My daughter returned from camp and said we needed to talk. As we sorted laundry, she leaned in, speaking with the quiet urgency of a stock trader uncloaking a life-changing tip. “I think it’s time,” she said, “I need a bra.”

She didn’t. Not even close. I pictured her and her bunkmates in their cabin, robed in PJs, painting their nails and chanting Judy Blume’s iconic puberty mantra, “I must, I must, I must increase my bust,” while they did pectoral enhancement exercises and wondered if anything would sprout.

I never had that problem. By age 12, I was a C cup. It was uncomfortable physically, but even more socially. I was the first one to “get them.” At least such good ones. I felt like an awkward student driver with a shiny red Corvette. My breasts loomed large, set off whispers and glances, sometimes more. In seventh grade, Randy, a hormonal teenager in my shop class, sneaked behind me, wrapped his arms around my ribcage, and cupped my newly pert breasts on his way to the table saw. I was flush and nauseated, as uncomfortable as the straps of my new Warner’s bras. I did not want to be known for these mounds, in school or anywhere. I spent the whole semester trying to give Randy’s advances the brush off, like the sawdust on my corduroys. Recently, I wondered what became of him, whether this behavior continued into adulthood, or whether any #metoo moments brought him the reckoning my young seventh grader was too weak and confused to deliver.

“No matter what I wore, my large breasts made me feel immodest, indecent, like a giant Scarlet Letter arriving a few heartbeats before the rest of me.”

As I grew, so did “the sisters.” They were popular in college, especially in tank tops. After gaining the Freshman 15, I disguised them beneath oversized football jerseys. No matter what I wore, my large breasts made me feel immodest, indecent, like a giant Scarlet Letter arriving a few heartbeats before the rest of me — making my breasts feel a little like community property, worthy of at least commentary from dorm moms and construction workers alike.

Oh, hello, dear. My, you’ve grown.

Nice tits!

By age 30, I was trimmer, but even in a size 6 sweater “the sisters’’ were the first ones to enter a room.

My waistline grew after the birth of my daughter, my chest swelling with maternal pride and subcutaneous fat. The discomfort was more than physical. I didn’t want these breasts to be a source of food. I wanted them to go away. At the new mothers’ group, I felt like a pariah. We met at the coffee shop in the 92nd Street Y. Everyone came with a breastfeeding story. I kept mine — that I’d never considered breastfeeding, that the mere thought of it nauseated me — to myself. I thought of those first days home after my emergency C-section: the sour smell of milk…swollen breasts extending as far as my armpit… the feeling of shame… then relief as I wrapped my chest in ace bandages and tight-fitting bra. In the morning, I iced them. At night, after the last bottle feeding, I stepped into a cold shower and wept.

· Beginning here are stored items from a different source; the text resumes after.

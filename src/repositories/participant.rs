//! ParticipantRepository - room membership records

use super::{Create, Read};
use crate::entities::Participant;
use chrono::{DateTime, Utc};
use sqlx::{Error, SqlitePool};

/// DTO for inserting a membership record.
#[derive(Debug, Clone)]
pub struct CreateParticipantDTO {
    pub user_id: String,
    pub room_id: String,
    pub joined_at: DateTime<Utc>,
}

// PARTICIPANT REPO
pub struct ParticipantRepository {
    connection_pool: SqlitePool,
}

impl ParticipantRepository {
    pub fn new(connection_pool: SqlitePool) -> Self {
        Self { connection_pool }
    }

    /// Inserts the whole participant set of a new room in one transaction,
    /// so a room never ends up half-populated.
    pub async fn create_many(&self, records: &[CreateParticipantDTO]) -> Result<(), Error> {
        let mut tx = self.connection_pool.begin().await?;

        for record in records {
            sqlx::query(
                "INSERT INTO participants (user_id, room_id, joined_at) VALUES (?, ?, ?)",
            )
            .bind(&record.user_id)
            .bind(&record.room_id)
            .bind(record.joined_at)
            .execute(&mut *tx)
            .await?;
        }

        tx.commit().await?;
        Ok(())
    }

    /// Members of a room ordered by join time (room creator first, since
    /// the creator's record is inserted first within the same timestamp).
    pub async fn find_many_by_room_id(&self, room_id: &str) -> Result<Vec<Participant>, Error> {
        let participants = sqlx::query_as::<_, Participant>(
            r#"
            SELECT user_id, room_id, joined_at
            FROM participants
            WHERE room_id = ?
            ORDER BY joined_at ASC, rowid ASC
            "#,
        )
        .bind(room_id)
        .fetch_all(&self.connection_pool)
        .await?;

        Ok(participants)
    }

    /// Membership check used by the authorization paths.
    pub async fn is_member(&self, user_id: &str, room_id: &str) -> Result<bool, Error> {
        Ok(self.read(&(user_id.to_string(), room_id.to_string())).await?.is_some())
    }
}

impl Create<Participant, CreateParticipantDTO> for ParticipantRepository {
    async fn create(&self, data: &CreateParticipantDTO) -> Result<Participant, Error> {
        sqlx::query(
            "INSERT INTO participants (user_id, room_id, joined_at) VALUES (?, ?, ?)",
        )
        .bind(&data.user_id)
        .bind(&data.room_id)
        .bind(data.joined_at)
        .execute(&self.connection_pool)
        .await?;

        Ok(Participant {
            user_id: data.user_id.clone(),
            room_id: data.room_id.clone(),
            joined_at: data.joined_at,
        })
    }
}

impl Read<Participant, (String, String)> for ParticipantRepository {
    /// Primary key is the (user_id, room_id) pair.
    async fn read(&self, id: &(String, String)) -> Result<Option<Participant>, Error> {
        let participant = sqlx::query_as::<_, Participant>(
            r#"
            SELECT user_id, room_id, joined_at
            FROM participants
            WHERE user_id = ? AND room_id = ?
            "#,
        )
        .bind(&id.0)
        .bind(&id.1)
        .fetch_optional(&self.connection_pool)
        .await?;

        Ok(participant)
    }
}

Despite, or because of, my decision to forego breastfeeding, my bosom continued to expand. By the time I reached the cup size “G” — four past DD, the one reserved for mail order catalogs and secret fitting rooms — it was impossible to discern where the bulge in the middle ended and the two above it began. I wanted to look better, sure, but also to feel better. I’d battled severe rashes under my breasts and nagging back pain for years; now the extra weight of my breasts was making it difficult to exercise. Simply putting on a proper fitting sports bra was an exercise all its own. Gradually came the longing for what, as the daughter of a plastic surgeon, I knew was possible but was too afraid to consider: elective surgery.

I spent nearly every morning of the next decade trying to talk myself into it, manipulating the mammaries in the mirror as I dressed. I’d cup both hands over my heart, pressing off just enough tissue from my left breast to so it would appear half its size. I looked better, but the burst of confidence was fleeting; my dutiful flesh always fell back into place.

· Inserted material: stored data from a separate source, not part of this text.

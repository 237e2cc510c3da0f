//! Configuration - environment-backed settings

use std::env;

/// Runtime configuration, read once at startup.
#[derive(Debug, Clone)]
pub struct Config {
    /// SQLite connection string, e.g. `sqlite://huddle.db?mode=rwc`.
    pub database_url: String,
    /// Secret for verifying the session provider's bearer tokens.
    pub jwt_secret: String,
    pub host: String,
    pub port: u16,
    /// When set, creating a direct room with a user you already share one
    /// with returns the existing room instead of a new one.
    pub reuse_direct_rooms: bool,
}

impl Config {
    /// Loads configuration from the environment. `DATABASE_URL` and
    /// `JWT_SECRET` are required; the rest have defaults.
    pub fn from_env() -> Result<Self, env::VarError> {
        Ok(Self {
            database_url: env::var("DATABASE_URL")?,
            jwt_secret: env::var("JWT_SECRET")?,
            host: env::var("HOST").unwrap_or_else(|_| "127.0.0.1".to_string()),
            port: env::var("PORT")
                .ok()
                .and_then(|p| p.parse().ok())
                .unwrap_or(3000),
            reuse_direct_rooms: env::var("REUSE_DIRECT_ROOMS")
                .map(|v| v == "1" || v.eq_ignore_ascii_case("true"))
                .unwrap_or(false),
        })
    }
}
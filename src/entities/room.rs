//! Room entity

use chrono::{DateTime, Utc};
use serde::{Deserialize, Serialize};

#[derive(Serialize, Deserialize, Debug, Clone, sqlx::FromRow)]
pub struct Room {
    pub room_id: String,
    /// Display name. Always set for group rooms; direct rooms leave it NULL
    /// and derive one from the other participant at render time.
    pub name: Option<String>,
    pub is_group: bool,
    pub company_id: String,
    /// Cached pointer to the most recent message, for list previews.
    pub last_message_id: Option<String>,
    pub created_at: DateTime<Utc>,
    /// Bumped on every message so the room list sorts by recency.
    pub updated_at: DateTime<Utc>,
}
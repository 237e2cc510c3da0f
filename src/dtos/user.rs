//! User DTOs

use crate::entities::User;
use serde::{Deserialize, Serialize};

/// Sender shape embedded in messages and room participant lists.
#[derive(Serialize, Deserialize, Debug, Clone, PartialEq)]
pub struct UserDTO {
    pub id: String,
    pub name: String,
    pub email: String,
    pub image: Option<String>,
    pub role: String,
}

impl From<User> for UserDTO {
    fn from(value: User) -> Self {
        Self {
            id: value.user_id,
            name: value.name,
            email: value.email,
            image: value.image,
            role: value.role,
        }
    }
}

My curiosity grew in quiet moments with the help of Google. I searched “breast reduction,” but couldn’t stomach the pictures. My father’s surgical chromosomes clearly had skipped a generation, repelled by my deeply entrenched, squeamish constitution; I could barely look at the veins on the underside of my wrist without feeling faint. Beyond my regular queasiness, annual trips to the radiologist for mammograms brought the supplemental indignity of being lubed up and taken to a special ultrasound room reserved for women with “dense tissue.”

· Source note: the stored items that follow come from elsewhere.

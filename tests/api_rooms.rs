//! Integration tests for the room directory endpoints

mod common;

#[cfg(test)]
mod room_tests {
    use super::common::{create_test_jwt, create_test_server, create_test_state, TEST_JWT_SECRET};
    use axum_test::http::HeaderName;
    use huddle::client::RoomCache;
    use huddle::core::AppState;
    use huddle::dtos::RoomDTO;
    use serde_json::json;
    use sqlx::SqlitePool;
    use std::sync::Arc;

    // ============================================================
    // GET /rooms - list_rooms
    // ============================================================

    #[sqlx::test(fixtures(path = "../fixtures", scripts("users", "rooms")))]
    async fn test_list_rooms_success(pool: SqlitePool) -> sqlx::Result<()> {
        let state = create_test_state(pool);
        let server = create_test_server(state);
        let token = create_test_jwt("u-alice");

        let response = server
            .get("/rooms")
            .add_header(
                HeaderName::from_static("authorization"),
                format!("Bearer {}", token),
            )
            .await;

        response.assert_status_ok();
        let rooms: Vec<serde_json::Value> = response.json();
        assert_eq!(rooms.len(), 1);

        let room = &rooms[0];
        assert_eq!(room["id"], "r-main");
        assert_eq!(room["isGroup"], false);
        assert_eq!(room["companyId"], "acme");

        let participants = room["participants"].as_array().unwrap();
        assert_eq!(participants.len(), 2);
        let names: Vec<&str> = participants
            .iter()
            .map(|p| p["name"].as_str().unwrap())
            .collect();
        assert!(names.contains(&"Alice") && names.contains(&"Bob"));

        Ok(())
    }

    #[sqlx::test(fixtures(path = "../fixtures", scripts("users", "rooms")))]
    async fn test_list_rooms_empty_for_user_without_rooms(pool: SqlitePool) -> sqlx::Result<()> {
        let state = create_test_state(pool);
        let server = create_test_server(state);
        let token = create_test_jwt("u-carol");

        let response = server
            .get("/rooms")
            .add_header(
                HeaderName::from_static("authorization"),
                format!("Bearer {}", token),
            )
            .await;

        // Empty sequence, never an error.
        response.assert_status_ok();
        let rooms: Vec<serde_json::Value> = response.json();
        assert!(rooms.is_empty());

        Ok(())
    }

    #[sqlx::test(fixtures(path = "../fixtures", scripts("users", "rooms")))]
    async fn test_list_rooms_without_token(pool: SqlitePool) -> sqlx::Result<()> {
        let state = create_test_state(pool);
        let server = create_test_server(state);

        let response = server.get("/rooms").await;

        response.assert_status_unauthorized();
        Ok(())
    }

    #[sqlx::test(fixtures(path = "../fixtures", scripts("users", "rooms")))]
    async fn test_list_rooms_with_invalid_token(pool: SqlitePool) -> sqlx::Result<()> {
        let state = create_test_state(pool);
        let server = create_test_server(state);

        let response = server
            .get("/rooms")
            .add_header(
                HeaderName::from_static("authorization"),
                "Bearer invalid_token_here",
            )
            .await;

        response.assert_status_unauthorized();
        Ok(())
    }

    // ============================================================
    // POST /rooms - create_room
    // ============================================================

    #[sqlx::test(fixtures(path = "../fixtures", scripts("users")))]
    async fn test_create_direct_room_success(pool: SqlitePool) -> sqlx::Result<()> {
        let state = create_test_state(pool);
        let server = create_test_server(state);
        let token = create_test_jwt("u-alice");

        let response = server
            .post("/rooms")
            .add_header(
                HeaderName::from_static("authorization"),
                format!("Bearer {}", token),
            )
            .json(&json!({ "participantIds": ["u-bob"] }))
            .await;

        response.assert_status_ok();
        let room: serde_json::Value = response.json();
        assert_eq!(room["isGroup"], false);
        assert_eq!(room["companyId"], "acme");

        // Creator first, then the invitee.
        let participants = room["participants"].as_array().unwrap();
        assert_eq!(participants.len(), 2);
        assert_eq!(participants[0]["id"], "u-alice");
        assert_eq!(participants[1]["id"], "u-bob");

        Ok(())
    }

    #[sqlx::test(fixtures(path = "../fixtures", scripts("users")))]
    async fn test_create_group_room_synthesizes_name(pool: SqlitePool) -> sqlx::Result<()> {
        let state = create_test_state(pool);
        let server = create_test_server(state);
        let token = create_test_jwt("u-alice");

        let response = server
            .post("/rooms")
            .add_header(
                HeaderName::from_static("authorization"),
                format!("Bearer {}", token),
            )
            .json(&json!({ "participantIds": ["u-bob", "u-carol"] }))
            .await;

        response.assert_status_ok();
        let room: serde_json::Value = response.json();
        assert_eq!(room["isGroup"], true);
        assert_eq!(room["name"], "Bob, Carol");
        assert_eq!(room["participants"].as_array().unwrap().len(), 3);

        Ok(())
    }

    #[sqlx::test(fixtures(path = "../fixtures", scripts("users")))]
    async fn test_create_group_room_keeps_explicit_name(pool: SqlitePool) -> sqlx::Result<()> {
        let state = create_test_state(pool);
        let server = create_test_server(state);
        let token = create_test_jwt("u-alice");

        let response = server
            .post("/rooms")
            .add_header(
                HeaderName::from_static("authorization"),
                format!("Bearer {}", token),
            )
            .json(&json!({ "participantIds": ["u-bob", "u-carol"], "name": "Leave planning" }))
            .await;

        response.assert_status_ok();
        let room: serde_json::Value = response.json();
        assert_eq!(room["name"], "Leave planning");

        Ok(())
    }

    #[sqlx::test(fixtures(path = "../fixtures", scripts("users")))]
    async fn test_create_room_rejects_empty_participants(pool: SqlitePool) -> sqlx::Result<()> {
        let state = create_test_state(pool);
        let server = create_test_server(state);
        let token = create_test_jwt("u-alice");

        let response = server
            .post("/rooms")
            .add_header(
                HeaderName::from_static("authorization"),
                format!("Bearer {}", token),
            )
            .json(&json!({ "participantIds": [] }))
            .await;

        response.assert_status_bad_request();
        Ok(())
    }

    #[sqlx::test(fixtures(path = "../fixtures", scripts("users")))]
    async fn test_create_room_rejects_creator_only(pool: SqlitePool) -> sqlx::Result<()> {
        let state = create_test_state(pool);
        let server = create_test_server(state);
        let token = create_test_jwt("u-alice");

        // The creator is stripped from the list, leaving nobody.
        let response = server
            .post("/rooms")
            .add_header(
                HeaderName::from_static("authorization"),
                format!("Bearer {}", token),
            )
            .json(&json!({ "participantIds": ["u-alice"] }))
            .await;

        response.assert_status_bad_request();
        Ok(())
    }

    #[sqlx::test(fixtures(path = "../fixtures", scripts("users")))]
    async fn test_create_room_requires_company(pool: SqlitePool) -> sqlx::Result<()> {
        let state = create_test_state(pool);
        let server = create_test_server(state);
        let token = create_test_jwt("u-drifter"); // no company_id

        let response = server
            .post("/rooms")
            .add_header(
                HeaderName::from_static("authorization"),
                format!("Bearer {}", token),
            )
            .json(&json!({ "participantIds": ["u-alice"] }))
            .await;

        response.assert_status(axum_test::http::StatusCode::UNPROCESSABLE_ENTITY);
        Ok(())
    }

    #[sqlx::test(fixtures(path = "../fixtures", scripts("users")))]
    async fn test_create_room_rejects_unknown_participant(pool: SqlitePool) -> sqlx::Result<()> {
        let state = create_test_state(pool);
        let server = create_test_server(state);
        let token = create_test_jwt("u-alice");

        let response = server
            .post("/rooms")
            .add_header(
                HeaderName::from_static("authorization"),
                format!("Bearer {}", token),
            )
            .json(&json!({ "participantIds": ["u-nobody"] }))
            .await;

        response.assert_status_bad_request();
        Ok(())
    }

    #[sqlx::test(fixtures(path = "../fixtures", scripts("users")))]
    async fn test_repeated_create_yields_distinct_rooms(pool: SqlitePool) -> sqlx::Result<()> {
        // Default policy: every create makes a new room, even for the same
        // participant pair.
        let state = create_test_state(pool);
        let server = create_test_server(state);
        let token = create_test_jwt("u-alice");
        let body = json!({ "participantIds": ["u-bob"] });

        let first: serde_json::Value = server
            .post("/rooms")
            .add_header(
                HeaderName::from_static("authorization"),
                format!("Bearer {}", token),
            )
            .json(&body)
            .await
            .json();
        let second: serde_json::Value = server
            .post("/rooms")
            .add_header(
                HeaderName::from_static("authorization"),
                format!("Bearer {}", token),
            )
            .json(&body)
            .await
            .json();

        assert_ne!(first["id"], second["id"]);
        Ok(())
    }

    #[sqlx::test(fixtures(path = "../fixtures", scripts("users")))]
    async fn test_reuse_policy_returns_existing_direct_room(pool: SqlitePool) -> sqlx::Result<()> {
        let state = Arc::new(
            AppState::new(pool, TEST_JWT_SECRET.to_string()).with_reuse_direct_rooms(true),
        );
        let server = create_test_server(state);
        let token = create_test_jwt("u-alice");
        let body = json!({ "participantIds": ["u-bob"] });

        let first: serde_json::Value = server
            .post("/rooms")
            .add_header(
                HeaderName::from_static("authorization"),
                format!("Bearer {}", token),
            )
            .json(&body)
            .await
            .json();
        let second: serde_json::Value = server
            .post("/rooms")
            .add_header(
                HeaderName::from_static("authorization"),
                format!("Bearer {}", token),
            )
            .json(&body)
            .await
            .json();

        assert_eq!(first["id"], second["id"]);
        Ok(())
    }

    // ============================================================
    // room-created fan-out and client-side dedup
    // ============================================================

    #[sqlx::test(fixtures(path = "../fixtures", scripts("users")))]
    async fn test_create_room_publishes_on_both_channels(pool: SqlitePool) -> sqlx::Result<()> {
        let state = create_test_state(pool);

        // Bob's client is subscribed on its personal channel and on the
        // tenant channel, so it will see the creation twice.
        let mut personal_rx = state.broker.subscribe("user-u-bob");
        let mut company_rx = state.broker.subscribe("company-acme");

        let server = create_test_server(state);
        let token = create_test_jwt("u-alice");

        let response = server
            .post("/rooms")
            .add_header(
                HeaderName::from_static("authorization"),
                format!("Bearer {}", token),
            )
            .json(&json!({ "participantIds": ["u-bob"] }))
            .await;
        response.assert_status_ok();
        let created: serde_json::Value = response.json();

        let personal_event = personal_rx.try_recv().expect("personal channel event");
        let company_event = company_rx.try_recv().expect("company channel event");
        assert_eq!(personal_event.event, "room-created");
        assert_eq!(company_event.event, "room-created");
        assert_eq!(personal_event.data["id"], created["id"]);
        assert_eq!(company_event.data["id"], created["id"]);

        // Feeding both deliveries into the cache must be idempotent.
        let room_a: RoomDTO = serde_json::from_value(personal_event.data.clone()).unwrap();
        let room_b: RoomDTO = serde_json::from_value(company_event.data.clone()).unwrap();
        let mut cache = RoomCache::new();
        cache.apply_room_created(room_a);
        cache.apply_room_created(room_b);
        assert_eq!(cache.rooms().len(), 1);

        Ok(())
    }
}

Over time, I accepted the facts: If my breasts were going to get any smaller, I would need to go under the knife. A new determination gripped me. I became bolder. I joined message boards to get over my fear of the prospective procedure through full-color, medical photography. I learned about lollipop incisions, dissolvable stitches and post-surgical drains. I examined images of areolas that had been cut from the body, resized, and glued back on. I researched surgeons in New York, asking every doctor I’d ever been to for a recommendation, including the paunchy podiatrist who fit my running shoes with orthotics. When the same name came up three times, I booked a consultation, and took a friend.

The surgeon’s pristine Park Avenue office glowed with the kind of tender lighting actresses requested in the late stages of their career. Assistants circled the hallways in groups, like the black-turtleneck set in that Robert Palmer video, while well-dressed women sat on plump sofas in the waiting room. Some, of indeterminable age, bore the soft edges that suggested this wasn’t their first nip-and-tuck rodeo. I laid my coat over my lap to cover my knees, shaking from the medley of excitement and worry.

During my appointment, I took copious notes, stifled my nerves, and signed the forms. The surgery would take four hours; my recovery, six weeks. I scheduled the procedure for early summer while my daughter was at camp, giving me just enough time to lose a few extra pounds and cement the details of our upcoming move to the Carolinas.

That June, just after my 48th birthday — while my daughter was learning to sail — I was finding my sea legs in a sterile ambulatory suite, having the breast reduction I’d secretly wished for my entire adult life.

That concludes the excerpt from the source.